In a move that signals the escalating geopolitical stakes of artificial intelligence, Donald Trump is set to convene a high-stakes meeting with the titans of the AI world. The former president, now a dominant force in the Republican primaries, has extended invitations to the chief executives of OpenAI, Google DeepMind, and Anthropic, among others. The agenda is as opaque as a black-box neural network, but the subtext is clear: whoever controls the algorithms, controls the next century. And the UK, through its tech envoy, is demanding that British firms are not left out of the conversation.
This is not a mere diplomatic dinner. It is a recognition that AI policy is being forged in the boardrooms of Silicon Valley, not the halls of Westminster or the European Commission. The UK’s tech envoy, a position created in the wake of the AI Safety Summit at Bletchley Park, has been vocal about the need for British companies to have a seat at the table. “We cannot afford to be spectators in this revolution,” he said in a briefing earlier today. “British AI research is world-class, but we need the commercial and regulatory frameworks to translate that into global leadership.”
The meeting itself is cloaked in the kind of ambiguity that Trump has perfected. Will it be a policy discussion, a fundraising opportunity, or a performance for the cameras? Probably all three. But the underlying question is existential: how do democracies align the incentives of private corporations with the public good? The UK, with its National AI Strategy and a regulatory approach that calls itself “pro-innovation” while still demanding safety, is trying to navigate this tightrope.
Yet the irony is palpable. The UK, which has invested billions into AI research and hosts DeepMind, the birthplace of AlphaGo, is now having to plead for a place at a table that, by all rights, it helped build. The tech envoy’s demand is as much a symptom of anxiety as it is a strategic move. Britain’s post-Brexit identity as a “global Britain” relies on being an AI superpower. But superpowers do not ask for seats; they command them.
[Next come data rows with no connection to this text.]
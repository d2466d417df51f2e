//! Response wrapper for resource operations.
//!
//! This module provides [`ResourceResponse<T>`], a wrapper that combines
//! hydrated entities with the pagination cursor and request ID of the call
//! that produced them. The wrapper implements `Deref` for ergonomic access
//! to the inner data.
//!
//! # Deref Pattern
//!
//! ```rust,ignore
//! let response: ResourceResponse<Vec<Server>> = Server::all(&client, None).await?;
//!
//! for server in response.iter() {
//!     println!("{}", server.name);
//! }
//!
//! if let Some(next) = response.next_page() {
//!     let response = Server::all(&client, Some(next)).await?;
//! }
//! ```

use std::ops::{Deref, DerefMut};

use crate::rest::PaginationCursor;

/// A response from a resource operation.
///
/// # Type Parameters
///
/// * `T` - A single entity (e.g., `User`) or a page of them (`Vec<User>`).
///
/// # Example
///
/// ```rust
/// use pterodactyl_api::clients::RawPagination;
/// use pterodactyl_api::rest::{PaginationCursor, ResourceResponse};
///
/// let cursor = PaginationCursor::new(&RawPagination {
///     total: 3,
///     count: 3,
///     per_page: 50,
///     current_page: 1,
///     total_pages: 1,
/// });
/// let response = ResourceResponse::new(vec!["a", "b", "c"], Some(cursor), None);
///
/// assert_eq!(response.len(), 3);
/// assert!(!response.has_next_page());
/// ```
#[derive(Debug, Clone)]
pub struct ResourceResponse<T> {
    data: T,
    pagination: Option<PaginationCursor>,
    request_id: Option<String>,
}

impl<T> ResourceResponse<T> {
    /// Creates a new `ResourceResponse` with the given data and metadata.
    #[must_use]
    pub const fn new(
        data: T,
        pagination: Option<PaginationCursor>,
        request_id: Option<String>,
    ) -> Self {
        Self {
            data,
            pagination,
            request_id,
        }
    }

    /// Consumes the response and returns the inner data.
    #[must_use]
    pub fn into_inner(self) -> T {
        self.data
    }

    /// Returns a reference to the inner data.
    #[must_use]
    pub const fn data(&self) -> &T {
        &self.data
    }

    /// Returns a mutable reference to the inner data.
    #[must_use]
    pub fn data_mut(&mut self) -> &mut T {
        &mut self.data
    }

    /// Returns the pagination cursor of a list response.
    ///
    /// Single fetches carry no cursor.
    #[must_use]
    pub const fn pagination(&self) -> Option<&PaginationCursor> {
        self.pagination.as_ref()
    }

    /// Returns `true` if there is a next page of results.
    #[must_use]
    pub fn has_next_page(&self) -> bool {
        self.pagination.is_some_and(|p| p.has_next_page())
    }

    /// Returns `true` if there is a previous page of results.
    #[must_use]
    pub fn has_prev_page(&self) -> bool {
        self.pagination.is_some_and(|p| p.has_prev_page())
    }

    /// Returns the page number to request next, if any.
    #[must_use]
    pub fn next_page(&self) -> Option<u32> {
        self.pagination.and_then(|p| p.next_page())
    }

    /// Returns the page number of the previous page, if any.
    #[must_use]
    pub fn prev_page(&self) -> Option<u32> {
        self.pagination.and_then(|p| p.prev_page())
    }

    /// Returns the request ID from the response headers.
    #[must_use]
    pub fn request_id(&self) -> Option<&str> {
        self.request_id.as_deref()
    }

    /// Maps the inner data to a new type, keeping the metadata.
    #[must_use]
    pub fn map<U, F>(self, f: F) -> ResourceResponse<U>
    where
        F: FnOnce(T) -> U,
    {
        ResourceResponse {
            data: f(self.data),
            pagination: self.pagination,
            request_id: self.request_id,
        }
    }
}

impl<T> Deref for ResourceResponse<T> {
    type Target = T;

    fn deref(&self) -> &Self::Target {
        &self.data
    }
}

impl<T> DerefMut for ResourceResponse<T> {
    fn deref_mut(&mut self) -> &mut Self::Target {
        &mut self.data
    }
}

// Verify ResourceResponse is Send + Sync when T is Send + Sync
const _: fn() = || {
    const fn assert_send_sync<T: Send + Sync>() {}
    assert_send_sync::<ResourceResponse<String>>();
    assert_send_sync::<ResourceResponse<Vec<String>>>();
};

#[cfg(test)]
mod tests {
    use super::*;
    use crate::clients::RawPagination;

    fn cursor(current_page: u32, total_pages: u32) -> PaginationCursor {
        PaginationCursor::new(&RawPagination {
            total: 120,
            count: 50,
            per_page: 50,
            current_page,
            total_pages,
        })
    }

    #[test]
    fn test_deref_exposes_inner_vec() {
        let response = ResourceResponse::new(vec![1, 2, 3], None, None);

        assert_eq!(response.len(), 3);
        assert_eq!(response[1], 2);
        assert_eq!(response.iter().sum::<i32>(), 6);
    }

    #[test]
    fn test_deref_mut_allows_modification() {
        let mut response = ResourceResponse::new(vec![1], None, None);
        response.push(2);
        assert_eq!(response.into_inner(), vec![1, 2]);
    }

    #[test]
    fn test_single_fetch_has_no_pagination() {
        let response = ResourceResponse::new("node", None, Some("req-1".to_string()));

        assert!(response.pagination().is_none());
        assert!(!response.has_next_page());
        assert!(!response.has_prev_page());
        assert_eq!(response.next_page(), None);
        assert_eq!(response.request_id(), Some("req-1"));
    }

    #[test]
    fn test_middle_page_navigation() {
        let response = ResourceResponse::new(Vec::<u8>::new(), Some(cursor(2, 3)), None);

        assert!(response.has_next_page());
        assert!(response.has_prev_page());
        assert_eq!(response.next_page(), Some(3));
        assert_eq!(response.prev_page(), Some(1));
    }

    #[test]
    fn test_map_preserves_metadata() {
        let response = ResourceResponse::new(vec![1, 2], Some(cursor(1, 3)), Some("r".to_string()));
        let mapped = response.map(|items| items.len());

        assert_eq!(*mapped, 2);
        assert_eq!(mapped.pagination().map(PaginationCursor::current_page), Some(1));
        assert_eq!(mapped.request_id(), Some("r"));
    }
}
And what of the other players? The European Union is forging ahead with its AI Act, a framework of rules and red tape that could either protect citizens or stifle innovation, depending on your bias. China, meanwhile, has its own AI ambitions, unencumbered by the same ethical hand-wringing. The US and UK are tied by intelligence sharing and cultural affinity, but in the race for dominance, every nation is an island.
The ‘Black Mirror’ shadow looms large here. Every algorithm has a consequence, every optimisation a trade-off. The meeting between Trump and AI leaders could produce a manifesto for responsible AI, or it could simply be a photo opportunity for a candidate who has shown little interest in the nuances of digital sovereignty. The UK’s demand for a seat is a plea for a place in the narrative, but it also highlights a deeper fragmentation. AI does not respect borders, but the power to shape its future is still very much national.
What will come of this meeting? Perhaps a joint statement on AI safety. Perhaps a commitment to open research. Or perhaps nothing more than a reminder that in the age of AI, the most valuable resource is not data or compute, but access to the decision makers. The UK knows this, which is why its envoy is making noises. But noise is not influence. And in the silent hum of data centres, influence is everything.